You can read more about the history of standardization at:
http://www.iec.ch/worldplugs/history.htm

Scott says:
1 February 2013

I agree with socketman. The UK system has to be the best, for a number of reasons. All the sockets are earthed, removing the temptation to plug metal appliances into two pin sockets (as I have seen in Denmark). Use of a three pin socket preserves polarity (I believe this is not the correct term for AC but you know what I mean) which ensures the switch in the appliance is switching the live feed not the neutral. The plugs and sockets are more secure than some, so will stay in the wall and make good contact. Most UK sockets are switched, which I think is safer. The fuse system allows choice of a fuse appropriate to the appliance. I think the (virtual) ban on sockets in the bathroom is well justified. I have seen ordinary sockets close to the sink (again in Denmark). I am also a fan of RCDs (RCBOs are much better though as you can have one for each circuit). I agree with socketman that our system should not be changed though there must be a good argument for bringing the rest of Europe into line.

PS My great aunt believed that if you left a socket switched on with nothing plugged in, the electricity would escape through the holes and increase the electricity bill but I was never wholly convinced on this one.

I agree entirely. The EU forces us to accept directives on all sorts of nonsense trivia and yet cannot standardise simple things like plugs and telephone sockets. If we are going to be part of the EU we should standardise as much as possible.
I would go further and suggest that standardisation could include doing distances and speeds in kph like every other country in the world too.

Greg Miles (or should that be Greg Kilometers?) You appear to be in favour of standardisation for standardization’s sake, why is that? If we go down that road do we have to switch to driving on the right? That would have even greater infrastructure costs than standardizing on someone elses sockets! (Just think of the costs of realigning roads, completely renewing the bus fleet so that people could continue to get out on the pavement rather than into the road, etc etc!) Did you actually stop to think about the implications of what you just wrote? Shall we standardize on the French language (there is no way the French will adopt English)?

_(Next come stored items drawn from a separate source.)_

//! Framing codec for persisted records.
//!
//! Every record on disk is framed as:
//! ```text
//! [version: 1 byte][length: 4 bytes LE][payload: N bytes JSON][crc32: 4 bytes LE]
//! ```
//! and every file starts with [`MAGIC`] followed by the codec version.

use std::io::{Error as IoError, ErrorKind, Read, Result as IoResult, Write};

use crc32fast::Hasher;
use serde::{de::DeserializeOwned, Serialize};

/// Current codec version.
const CODEC_VERSION: u8 = 1;

/// Magic bytes identifying gateway state files.
pub const MAGIC: [u8; 4] = *b"GWDN";

/// Size of the file header in bytes.
pub const HEADER_LEN: u64 = 5;

/// Upper bound on a single framed payload. Credential sets for one site
/// are far below this; anything larger is treated as corruption.
const MAX_PAYLOAD: usize = 64 * 1024 * 1024;

fn checksum(data: &[u8]) -> u32 {
    let mut hasher = Hasher::new();
    hasher.update(data);
    hasher.finalize()
}

/// Frames a value.
pub fn encode<T: Serialize>(value: &T) -> IoResult<Vec<u8>> {
    let payload = serde_json::to_vec(value)
        .map_err(|e| IoError::new(ErrorKind::InvalidData, format!("serialization failed: {e}")))?;

    let len = u32::try_from(payload.len())
        .map_err(|_| IoError::new(ErrorKind::InvalidData, "payload exceeds 4 GiB"))?;

    let mut out = Vec::with_capacity(1 + 4 + payload.len() + 4);
    out.push(CODEC_VERSION);
    out.extend_from_slice(&len.to_le_bytes());
    out.extend_from_slice(&payload);
    out.extend_from_slice(&checksum(&payload).to_le_bytes());
    Ok(out)
}

/// Reads one framed value, verifying version, size and checksum.
///
/// A clean end of input before the first byte and a frame cut short both
/// surface as `UnexpectedEof`; callers decide which one they are looking at.
pub fn decode<T: DeserializeOwned>(reader: &mut impl Read) -> IoResult<T> {
    let mut version = [0u8; 1];
    reader.read_exact(&mut version)?;
    if version[0] != CODEC_VERSION {
        return Err(IoError::new(
            ErrorKind::InvalidData,
            format!("unsupported codec version: {} (expected {CODEC_VERSION})", version[0]),
        ));
    }

    let mut len_bytes = [0u8; 4];
    reader.read_exact(&mut len_bytes)?;
    let len = u32::from_le_bytes(len_bytes) as usize;
    if len > MAX_PAYLOAD {
        return Err(IoError::new(
            ErrorKind::InvalidData,
            format!("payload size {len} exceeds maximum {MAX_PAYLOAD}"),
        ));
    }

    let mut payload = vec![0u8; len];
    reader.read_exact(&mut payload)?;

    let mut crc_bytes = [0u8; 4];
    reader.read_exact(&mut crc_bytes)?;
    let stored = u32::from_le_bytes(crc_bytes);
    let computed = checksum(&payload);
    if stored != computed {
        return Err(IoError::new(
            ErrorKind::InvalidData,
            format!("CRC mismatch: stored={stored:08x}, computed={computed:08x}"),
        ));
    }

    serde_json::from_slice(&payload)
        .map_err(|e| IoError::new(ErrorKind::InvalidData, format!("deserialization failed: {e}")))
}

/// Writes the file header.
pub fn write_header(writer: &mut impl Write) -> IoResult<()> {
    writer.write_all(&MAGIC)?;
    writer.write_all(&[CODEC_VERSION])
}

/// Reads and validates the file header, returning the codec version.
pub fn read_header(reader: &mut impl Read) -> IoResult<u8> {
    let mut magic = [0u8; 4];
    reader.read_exact(&mut magic)?;
    if magic != MAGIC {
        return Err(IoError::new(
            ErrorKind::InvalidData,
            format!("invalid magic bytes: expected {MAGIC:?}, got {magic:?}"),
        ));
    }

    let mut version = [0u8; 1];
    reader.read_exact(&mut version)?;
    Ok(version[0])
}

And do you really believe that every other country uses kilometers rather than miles? Have you heard of a country called the USA? They do not use the metric system in everyday life.

You make my point exactly. I was stopped for speeding once in a former British colony for doing 50 mph in a 50 kph zone and when I told the cop that I thought it was miles per hour he started to write out the ticket with my name and then was laughing so much he let me off.
As for the Americans they ceased all development when they went their own way. The gallon that they use is actually a Queen Anne Gallon, 231 cubic inches. Good to remind them sometimes that they use an old system that we discarded years ago.
Yes, I do believe in standardisation as I worked in an industry where it was critical to safety.
http://en.wikipedia.org/wiki/Gallon

Scott says:
2 February 2013

Socketman: Ideally I believe we should be standardising, but unfortunately I think the cost of upgrading electrical systems in 25 or so countries to bring them into line with the UK and Ireland might prove prohibitive.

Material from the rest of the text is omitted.